[Start of Attachment]
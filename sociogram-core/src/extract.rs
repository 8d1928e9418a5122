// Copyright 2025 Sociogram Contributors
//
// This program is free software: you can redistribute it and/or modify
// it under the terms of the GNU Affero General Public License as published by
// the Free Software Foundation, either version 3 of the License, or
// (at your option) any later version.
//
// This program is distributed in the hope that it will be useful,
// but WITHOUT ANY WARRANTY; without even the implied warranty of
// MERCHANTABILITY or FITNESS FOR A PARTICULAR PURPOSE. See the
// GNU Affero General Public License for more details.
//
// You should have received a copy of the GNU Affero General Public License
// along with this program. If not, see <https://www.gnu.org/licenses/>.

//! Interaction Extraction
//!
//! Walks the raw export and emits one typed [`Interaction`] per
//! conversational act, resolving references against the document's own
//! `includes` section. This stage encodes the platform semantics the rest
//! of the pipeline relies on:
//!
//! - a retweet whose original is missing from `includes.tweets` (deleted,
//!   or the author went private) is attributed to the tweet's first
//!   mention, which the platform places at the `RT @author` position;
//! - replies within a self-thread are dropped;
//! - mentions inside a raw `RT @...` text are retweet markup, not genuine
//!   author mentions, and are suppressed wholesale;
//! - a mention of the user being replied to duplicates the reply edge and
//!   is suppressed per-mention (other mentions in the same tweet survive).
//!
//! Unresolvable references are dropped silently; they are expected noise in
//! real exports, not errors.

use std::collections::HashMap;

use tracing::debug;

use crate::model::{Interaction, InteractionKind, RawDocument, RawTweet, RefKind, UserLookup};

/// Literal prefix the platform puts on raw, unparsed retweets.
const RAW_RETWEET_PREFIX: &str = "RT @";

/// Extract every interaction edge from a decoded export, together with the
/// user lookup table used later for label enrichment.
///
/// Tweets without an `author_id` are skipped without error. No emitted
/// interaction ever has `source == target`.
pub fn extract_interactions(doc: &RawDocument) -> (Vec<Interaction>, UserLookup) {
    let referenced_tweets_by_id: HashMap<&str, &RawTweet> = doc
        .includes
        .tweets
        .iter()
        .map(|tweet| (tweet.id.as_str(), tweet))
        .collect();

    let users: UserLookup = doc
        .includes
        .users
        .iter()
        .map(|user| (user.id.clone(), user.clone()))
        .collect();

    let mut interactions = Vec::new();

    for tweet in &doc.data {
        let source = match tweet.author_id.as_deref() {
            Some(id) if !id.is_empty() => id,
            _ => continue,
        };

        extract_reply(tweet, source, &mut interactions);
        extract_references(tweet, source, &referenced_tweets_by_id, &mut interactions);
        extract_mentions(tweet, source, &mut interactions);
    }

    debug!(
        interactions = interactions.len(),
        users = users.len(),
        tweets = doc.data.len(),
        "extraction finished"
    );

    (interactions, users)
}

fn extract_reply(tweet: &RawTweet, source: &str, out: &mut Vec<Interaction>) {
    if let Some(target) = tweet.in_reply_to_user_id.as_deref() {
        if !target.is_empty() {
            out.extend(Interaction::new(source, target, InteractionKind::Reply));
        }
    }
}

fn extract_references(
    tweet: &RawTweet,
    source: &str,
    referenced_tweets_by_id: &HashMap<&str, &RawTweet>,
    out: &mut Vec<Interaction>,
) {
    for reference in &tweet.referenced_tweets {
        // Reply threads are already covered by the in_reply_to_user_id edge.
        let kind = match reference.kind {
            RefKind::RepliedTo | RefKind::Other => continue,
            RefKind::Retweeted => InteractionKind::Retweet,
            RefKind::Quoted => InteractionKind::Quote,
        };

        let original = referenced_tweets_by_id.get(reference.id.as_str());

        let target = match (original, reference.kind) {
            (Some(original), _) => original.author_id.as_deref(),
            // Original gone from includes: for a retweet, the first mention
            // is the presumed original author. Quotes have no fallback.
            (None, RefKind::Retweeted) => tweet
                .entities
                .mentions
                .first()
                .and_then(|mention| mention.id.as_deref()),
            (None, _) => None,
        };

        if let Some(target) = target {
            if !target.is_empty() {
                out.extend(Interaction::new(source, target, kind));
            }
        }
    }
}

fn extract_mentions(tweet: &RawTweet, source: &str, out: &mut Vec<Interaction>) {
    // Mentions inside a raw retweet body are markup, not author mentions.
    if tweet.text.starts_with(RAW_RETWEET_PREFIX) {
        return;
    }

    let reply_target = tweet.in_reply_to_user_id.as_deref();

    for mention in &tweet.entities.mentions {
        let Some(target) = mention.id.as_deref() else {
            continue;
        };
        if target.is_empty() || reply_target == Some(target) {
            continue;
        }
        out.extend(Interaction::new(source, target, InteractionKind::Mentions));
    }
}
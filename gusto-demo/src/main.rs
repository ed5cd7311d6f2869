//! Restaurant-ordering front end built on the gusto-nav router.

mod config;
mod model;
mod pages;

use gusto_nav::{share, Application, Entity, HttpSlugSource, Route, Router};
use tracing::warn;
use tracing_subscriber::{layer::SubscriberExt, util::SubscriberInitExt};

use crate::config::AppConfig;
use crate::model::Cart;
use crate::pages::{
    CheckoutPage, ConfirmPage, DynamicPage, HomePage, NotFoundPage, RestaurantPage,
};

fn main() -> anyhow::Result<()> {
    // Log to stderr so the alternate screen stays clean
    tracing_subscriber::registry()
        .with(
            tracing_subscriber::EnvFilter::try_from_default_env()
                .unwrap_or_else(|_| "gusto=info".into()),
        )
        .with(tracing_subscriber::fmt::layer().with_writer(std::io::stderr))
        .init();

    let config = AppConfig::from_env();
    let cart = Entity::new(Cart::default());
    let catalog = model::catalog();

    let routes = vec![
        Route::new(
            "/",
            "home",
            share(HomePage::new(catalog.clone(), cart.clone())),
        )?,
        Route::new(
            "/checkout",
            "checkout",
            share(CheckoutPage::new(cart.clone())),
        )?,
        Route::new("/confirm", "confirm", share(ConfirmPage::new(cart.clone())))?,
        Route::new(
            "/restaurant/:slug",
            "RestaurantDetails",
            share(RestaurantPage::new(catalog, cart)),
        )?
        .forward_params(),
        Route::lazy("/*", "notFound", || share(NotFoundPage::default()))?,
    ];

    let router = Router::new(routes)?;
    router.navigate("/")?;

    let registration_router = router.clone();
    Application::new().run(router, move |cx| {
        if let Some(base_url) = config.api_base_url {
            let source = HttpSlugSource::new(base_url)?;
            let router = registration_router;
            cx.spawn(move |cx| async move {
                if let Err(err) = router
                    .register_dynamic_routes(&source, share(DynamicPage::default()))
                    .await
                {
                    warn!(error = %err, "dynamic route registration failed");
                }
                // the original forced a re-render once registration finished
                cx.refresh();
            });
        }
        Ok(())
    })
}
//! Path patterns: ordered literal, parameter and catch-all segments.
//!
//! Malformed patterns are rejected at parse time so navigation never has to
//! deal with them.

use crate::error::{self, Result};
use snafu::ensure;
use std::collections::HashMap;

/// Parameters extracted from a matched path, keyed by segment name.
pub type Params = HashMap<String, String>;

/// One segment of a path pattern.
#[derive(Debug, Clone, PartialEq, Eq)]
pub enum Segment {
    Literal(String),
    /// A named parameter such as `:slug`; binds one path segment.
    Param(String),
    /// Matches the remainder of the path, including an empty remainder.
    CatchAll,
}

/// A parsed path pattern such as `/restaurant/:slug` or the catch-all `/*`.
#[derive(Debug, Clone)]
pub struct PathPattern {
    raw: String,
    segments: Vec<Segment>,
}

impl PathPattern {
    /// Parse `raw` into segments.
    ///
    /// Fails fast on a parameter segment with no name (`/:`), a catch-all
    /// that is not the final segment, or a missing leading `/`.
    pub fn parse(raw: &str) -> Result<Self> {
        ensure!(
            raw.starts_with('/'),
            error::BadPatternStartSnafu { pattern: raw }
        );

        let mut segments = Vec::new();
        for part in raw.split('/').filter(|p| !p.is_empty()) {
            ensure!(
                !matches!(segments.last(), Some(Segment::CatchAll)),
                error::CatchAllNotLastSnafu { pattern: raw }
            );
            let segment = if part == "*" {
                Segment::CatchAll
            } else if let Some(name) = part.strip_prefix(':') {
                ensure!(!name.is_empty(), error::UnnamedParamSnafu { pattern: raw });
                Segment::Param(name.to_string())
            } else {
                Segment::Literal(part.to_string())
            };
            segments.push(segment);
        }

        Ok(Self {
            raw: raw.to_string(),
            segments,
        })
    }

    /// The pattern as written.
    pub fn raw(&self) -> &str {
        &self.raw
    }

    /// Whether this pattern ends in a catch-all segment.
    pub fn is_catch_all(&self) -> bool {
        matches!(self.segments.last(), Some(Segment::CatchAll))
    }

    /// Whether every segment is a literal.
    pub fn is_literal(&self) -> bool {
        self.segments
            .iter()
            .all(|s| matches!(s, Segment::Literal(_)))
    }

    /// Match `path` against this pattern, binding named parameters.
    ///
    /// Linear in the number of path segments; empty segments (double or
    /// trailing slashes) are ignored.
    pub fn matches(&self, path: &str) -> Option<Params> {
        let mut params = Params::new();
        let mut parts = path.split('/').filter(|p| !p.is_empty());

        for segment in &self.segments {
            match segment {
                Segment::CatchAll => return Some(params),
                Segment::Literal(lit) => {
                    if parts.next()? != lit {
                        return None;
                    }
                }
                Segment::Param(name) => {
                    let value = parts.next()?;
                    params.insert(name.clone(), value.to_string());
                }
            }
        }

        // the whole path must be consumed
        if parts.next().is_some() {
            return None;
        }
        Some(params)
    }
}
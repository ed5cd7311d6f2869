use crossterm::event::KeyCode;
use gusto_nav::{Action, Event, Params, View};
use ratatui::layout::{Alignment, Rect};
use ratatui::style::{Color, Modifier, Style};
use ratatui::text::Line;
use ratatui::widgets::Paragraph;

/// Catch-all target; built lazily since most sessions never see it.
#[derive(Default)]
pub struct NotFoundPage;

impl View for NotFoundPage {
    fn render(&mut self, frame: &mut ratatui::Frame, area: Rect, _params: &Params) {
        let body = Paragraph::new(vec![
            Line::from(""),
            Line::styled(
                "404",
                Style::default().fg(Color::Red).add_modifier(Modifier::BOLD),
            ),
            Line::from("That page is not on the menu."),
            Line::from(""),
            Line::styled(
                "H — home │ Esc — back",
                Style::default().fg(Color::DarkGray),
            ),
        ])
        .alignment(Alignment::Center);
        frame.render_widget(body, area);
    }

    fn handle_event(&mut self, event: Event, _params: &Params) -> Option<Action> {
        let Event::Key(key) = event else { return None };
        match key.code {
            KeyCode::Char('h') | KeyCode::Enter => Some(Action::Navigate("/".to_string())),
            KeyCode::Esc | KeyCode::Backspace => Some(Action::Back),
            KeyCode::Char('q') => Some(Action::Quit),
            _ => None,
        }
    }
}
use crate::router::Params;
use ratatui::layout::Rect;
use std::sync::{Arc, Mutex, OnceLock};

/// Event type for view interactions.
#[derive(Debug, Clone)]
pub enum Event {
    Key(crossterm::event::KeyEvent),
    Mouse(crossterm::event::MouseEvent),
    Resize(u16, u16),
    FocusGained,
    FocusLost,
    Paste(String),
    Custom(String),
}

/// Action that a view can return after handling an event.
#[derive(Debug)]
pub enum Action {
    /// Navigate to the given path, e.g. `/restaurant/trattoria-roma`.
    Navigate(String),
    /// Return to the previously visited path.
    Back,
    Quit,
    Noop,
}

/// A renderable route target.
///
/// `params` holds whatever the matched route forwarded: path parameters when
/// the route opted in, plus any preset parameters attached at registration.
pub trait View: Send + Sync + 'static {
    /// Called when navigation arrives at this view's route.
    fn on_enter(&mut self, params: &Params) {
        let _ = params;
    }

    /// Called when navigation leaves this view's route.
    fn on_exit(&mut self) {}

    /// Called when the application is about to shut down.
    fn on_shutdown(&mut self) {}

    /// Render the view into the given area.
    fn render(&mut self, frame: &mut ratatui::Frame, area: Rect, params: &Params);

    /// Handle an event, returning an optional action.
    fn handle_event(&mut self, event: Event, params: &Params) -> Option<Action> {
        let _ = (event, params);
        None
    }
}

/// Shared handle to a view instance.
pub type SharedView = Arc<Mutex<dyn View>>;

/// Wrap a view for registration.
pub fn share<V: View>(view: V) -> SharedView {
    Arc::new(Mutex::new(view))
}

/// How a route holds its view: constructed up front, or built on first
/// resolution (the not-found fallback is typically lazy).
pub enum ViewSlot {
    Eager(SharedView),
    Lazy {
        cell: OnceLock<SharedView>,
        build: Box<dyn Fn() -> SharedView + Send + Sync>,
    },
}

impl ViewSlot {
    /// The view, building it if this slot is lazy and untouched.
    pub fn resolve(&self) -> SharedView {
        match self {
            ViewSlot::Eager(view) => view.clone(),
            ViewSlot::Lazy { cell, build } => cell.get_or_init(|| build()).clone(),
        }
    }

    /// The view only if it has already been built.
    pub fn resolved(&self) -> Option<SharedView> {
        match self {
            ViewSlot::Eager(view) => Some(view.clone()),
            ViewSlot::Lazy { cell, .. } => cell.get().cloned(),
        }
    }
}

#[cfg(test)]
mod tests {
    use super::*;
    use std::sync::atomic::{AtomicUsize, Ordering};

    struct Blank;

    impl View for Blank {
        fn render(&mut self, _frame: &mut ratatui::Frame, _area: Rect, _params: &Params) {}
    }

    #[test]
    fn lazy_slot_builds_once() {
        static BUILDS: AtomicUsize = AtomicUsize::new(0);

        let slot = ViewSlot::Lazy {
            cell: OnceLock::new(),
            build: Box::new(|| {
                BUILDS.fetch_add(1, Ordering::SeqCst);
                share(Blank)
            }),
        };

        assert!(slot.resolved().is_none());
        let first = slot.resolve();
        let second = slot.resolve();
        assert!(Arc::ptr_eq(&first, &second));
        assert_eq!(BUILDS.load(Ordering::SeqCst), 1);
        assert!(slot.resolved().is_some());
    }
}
[End of Attachment]
▶ [ACTIVITY]: State how many lines of the records hold the string "crossterm", and nothing else.

▶ [ANSWER SPACE]: 3